How Meditation Can Help with Stress?

How Meditation Helps Chronic Stress

How Meditation Can Help with Stress? Did you know that your brain can generate more than 50,000 thoughts every single day? But, unfortunately, many of those thoughts are not terribly productive. Most are based on fear, false narrative, worry, and things that are outside of your control. These types of ideas are what generate a sizable portion of the stress you feel in your life.

The more stress you feel, the more your body and mind are influenced by this stress, and the more stressed you feel. It is a self-perpetuating cycle, but it is one that you can break if you learn the right techniques.

Meditation can not only help you break the cycle of stress and lower your levels of worry, but it can improve how your mind and body respond to stress in the future.

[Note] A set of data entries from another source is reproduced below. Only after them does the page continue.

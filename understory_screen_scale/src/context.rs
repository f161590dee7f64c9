// Copyright 2025 the Understory Authors
// SPDX-License-Identifier: Apache-2.0 OR MIT

//! The top-level handle wiring every component to one host.

use alloc::borrow::Cow;
use alloc::rc::{Rc, Weak};
use alloc::string::String;
use core::cell::Cell;
use core::fmt;

use kurbo::Size;

use crate::bypass::{BypassHook, inject_bypass_hook, remove_bypass_hook};
use crate::engine::{DEFAULT_PORTRAIT_ASPECT_RATIO, EngineConfig, ViewportEngine};
use crate::error::ScaleError;
use crate::geometry::ScaledGeometry;
use crate::host::{HostObjectModel, HostViewportSource, StyleSurface};
use crate::intercept::{HostGeometry, InterceptionRegistry, PatchSet, STANDARD_PATCH_SET};
use crate::listeners::{CancellationScope, ListenerList, Subscription};
use crate::preference::{
    KeyValueStore, ZOOM_PREFERENCE_KEY, ZoomPreference, ZoomPreferenceStore, ZoomTracker,
};
use crate::state::{ScaleState, ScaleStateHandle, TargetWidth};
use crate::style::{Presentation, StyleApplier};

std::thread_local! {
    static ACTIVE: Cell<bool> = const { Cell::new(false) };
}

/// Configuration of a [`ScreenScalingContext`].
#[derive(Clone, Debug)]
pub struct ScreenScaleConfig {
    /// Id of the application root element.
    pub root_element_id: String,
    /// How the design width is chosen.
    pub target_width: TargetWidth,
    /// A viewport is portrait when `width * portrait_aspect_ratio < height`.
    pub portrait_aspect_ratio: f64,
    /// Key of the persisted zoom preference.
    pub storage_key: Cow<'static, str>,
    /// Properties to intercept.
    pub patch_set: PatchSet,
}

impl ScreenScaleConfig {
    /// Configuration with default heuristics, storage key and patch set.
    #[must_use]
    pub fn new(root_element_id: impl Into<String>, target_width: TargetWidth) -> Self {
        Self {
            root_element_id: root_element_id.into(),
            target_width,
            portrait_aspect_ratio: DEFAULT_PORTRAIT_ASPECT_RATIO,
            storage_key: Cow::Borrowed(ZOOM_PREFERENCE_KEY),
            patch_set: STANDARD_PATCH_SET,
        }
    }

    /// Sets the portrait aspect ratio.
    #[must_use]
    pub fn with_portrait_aspect_ratio(mut self, ratio: f64) -> Self {
        self.portrait_aspect_ratio = ratio;
        self
    }

    /// Sets the key of the persisted zoom preference.
    #[must_use]
    pub fn with_storage_key(mut self, key: impl Into<Cow<'static, str>>) -> Self {
        self.storage_key = key.into();
        self
    }

    /// Sets the properties to intercept.
    #[must_use]
    pub fn with_patch_set(mut self, patch_set: PatchSet) -> Self {
        self.patch_set = patch_set;
        self
    }
}

/// Screen scaling for one host, from creation to disposal.
///
/// At most one context is alive per thread. Creating it starts the engine,
/// installs interception, sets up the page styles and routes
/// [`perform_without_scaling`](crate::perform_without_scaling) through its
/// registry. Dropping it (or calling [`dispose`](Self::dispose)) undoes all
/// of that and severs every listener.
pub struct ScreenScalingContext<H: HostObjectModel + StyleSurface + 'static> {
    host: Rc<H>,
    engine: ViewportEngine,
    registry: Rc<InterceptionRegistry<H>>,
    styles: Rc<StyleApplier<H>>,
    out_of_range: ListenerList<bool>,
    scope: CancellationScope,
    bypass_hook: BypassHook,
    disposed: Cell<bool>,
}

impl<H: HostObjectModel + StyleSurface + 'static> fmt::Debug for ScreenScalingContext<H> {
    fn fmt(&self, f: &mut fmt::Formatter<'_>) -> fmt::Result {
        f.debug_struct("ScreenScalingContext")
            .field("engine", &self.engine)
            .field("registry", &self.registry)
            .field("styles", &self.styles)
            .field("disposed", &self.disposed.get())
            .finish_non_exhaustive()
    }
}

impl<H: HostObjectModel + StyleSurface + 'static> ScreenScalingContext<H> {
    /// Starts screen scaling on `host`.
    ///
    /// Fails without side effects when a context is already alive on this
    /// thread, the root element is missing, or the host lacks a required
    /// accessor. A zoom step reconciled from storage is only written back
    /// once creation has succeeded.
    pub fn create(
        host: Rc<H>,
        store: Rc<dyn KeyValueStore>,
        config: ScreenScaleConfig,
    ) -> Result<Self, ScaleError> {
        if ACTIVE.with(Cell::get) {
            return Err(ScaleError::ContextAlreadyActive);
        }
        if host.element_by_id(&config.root_element_id).is_none() {
            return Err(ScaleError::MissingRootElement {
                id: config.root_element_id,
            });
        }

        let source = HostViewportSource::capture(&*host)?;
        let zoom = ZoomTracker::load(
            ZoomPreferenceStore::new(store, config.storage_key),
            host.device_pixel_density(),
        );
        let engine = ViewportEngine::start(
            source.boxed(),
            zoom,
            EngineConfig::new(config.target_width)
                .with_portrait_aspect_ratio(config.portrait_aspect_ratio),
        );

        let registry = Rc::new(InterceptionRegistry::new(host.clone(), engine.state_handle()));
        registry.install(&config.patch_set)?;

        let styles = Rc::new(StyleApplier::new(host.clone()));
        let initial = engine.current_state();
        styles.attach(&initial);

        let scope = CancellationScope::new();
        let handle = engine.state_handle();
        {
            let styles = styles.clone();
            let _ = handle.subscribe_scoped(&scope, move |state| {
                styles.apply(state);
            });
        }
        let out_of_range = ListenerList::new();
        {
            let out_of_range = out_of_range.clone();
            let last = Cell::new(initial.is_out_of_range());
            let _ = handle.subscribe_scoped(&scope, move |state| {
                let now = state.is_out_of_range();
                if last.replace(now) != now {
                    out_of_range.notify(&now);
                }
            });
        }

        let weak: Weak<InterceptionRegistry<H>> = Rc::downgrade(&registry);
        let bypass_hook = inject_bypass_hook(move |action| match weak.upgrade() {
            Some(registry) => registry.bypass(action),
            None => action(),
        });

        engine.persist_zoom_preference();
        ACTIVE.with(|active| active.set(true));
        tracing::info!(
            root = %config.root_element_id,
            state = ?initial,
            "screen scaling context created"
        );
        Ok(Self {
            host,
            engine,
            registry,
            styles,
            out_of_range,
            scope,
            bypass_hook,
            disposed: Cell::new(false),
        })
    }

    /// The latest state.
    #[must_use]
    pub fn state(&self) -> ScaleState {
        self.engine.current_state()
    }

    /// A shared handle to the live state.
    #[must_use]
    pub fn state_handle(&self) -> ScaleStateHandle {
        self.engine.state_handle()
    }

    /// What the application should currently show.
    #[must_use]
    pub fn presentation(&self) -> Presentation {
        Presentation::for_state(&self.state())
    }

    /// The current zoom preference.
    #[must_use]
    pub fn zoom_preference(&self) -> ZoomPreference {
        self.engine.zoom_preference()
    }

    /// Listens to every published state.
    pub fn on_state_change(&self, listener: impl Fn(&ScaleState) + 'static) -> Subscription {
        self.engine.on_state_change(listener)
    }

    /// Listens to flips between in range (`false`) and out of range (`true`).
    pub fn on_out_of_range_change(&self, listener: impl Fn(bool) + 'static) -> Subscription {
        self.out_of_range.subscribe(move |out| listener(*out))
    }

    /// Host resize notification.
    pub fn handle_resize(&self) {
        self.engine.handle_resize();
    }

    /// Host device pixel density notification; reads the density from the
    /// host.
    pub fn handle_density_change(&self) {
        let density = self.host.device_pixel_density();
        self.engine.handle_density_change(density);
    }

    /// Runs `action` with interception bypassed.
    pub fn bypass<T>(&self, action: impl FnOnce() -> T) -> T {
        self.registry.bypass(action)
    }

    /// The window's real inner size in physical units.
    #[must_use]
    pub fn real_inner_size(&self) -> Size {
        self.registry.real_inner_size()
    }

    /// Design-space geometry of the host.
    #[must_use]
    pub fn geometry(&self) -> ScaledGeometry<HostGeometry<H>> {
        self.registry.geometry()
    }

    /// The engine.
    #[must_use]
    pub fn engine(&self) -> &ViewportEngine {
        &self.engine
    }

    /// The interception registry.
    #[must_use]
    pub fn registry(&self) -> &InterceptionRegistry<H> {
        &self.registry
    }

    /// Returns `true` after [`dispose`](Self::dispose).
    #[must_use]
    pub fn is_disposed(&self) -> bool {
        self.disposed.get()
    }

    /// Stops scaling and restores the host. Later calls do nothing.
    pub fn dispose(&self) {
        if self.disposed.replace(true) {
            return;
        }
        self.scope.cancel();
        self.out_of_range.clear();
        self.engine.stop();
        self.registry.uninstall();
        self.styles.restore();
        let _ = remove_bypass_hook(&self.bypass_hook);
        ACTIVE.with(|active| active.set(false));
        tracing::info!("screen scaling context disposed");
    }
}

impl<H: HostObjectModel + StyleSurface + 'static> Drop for ScreenScalingContext<H> {
    fn drop(&mut self) {
        self.dispose();
    }
}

How Meditation Can Help with Stress?

What is Meditation?

Meditation is an ancient technique that is used to bring clarity and attention to your mind by focusing on one thing, usually your breath, and learning to acknowledge but not engage with distracting thoughts or emotions. By learning to stop paying attention to stressful thoughts and anxieties, you can reduce your body’s stress response and feel better mentally and physically.

When practiced regularly, meditation trains your brain to be less responsive to stressful events or to chronic levels of stress, which can result in fewer negative physiological changes that are brought on by the constant release of stress hormones.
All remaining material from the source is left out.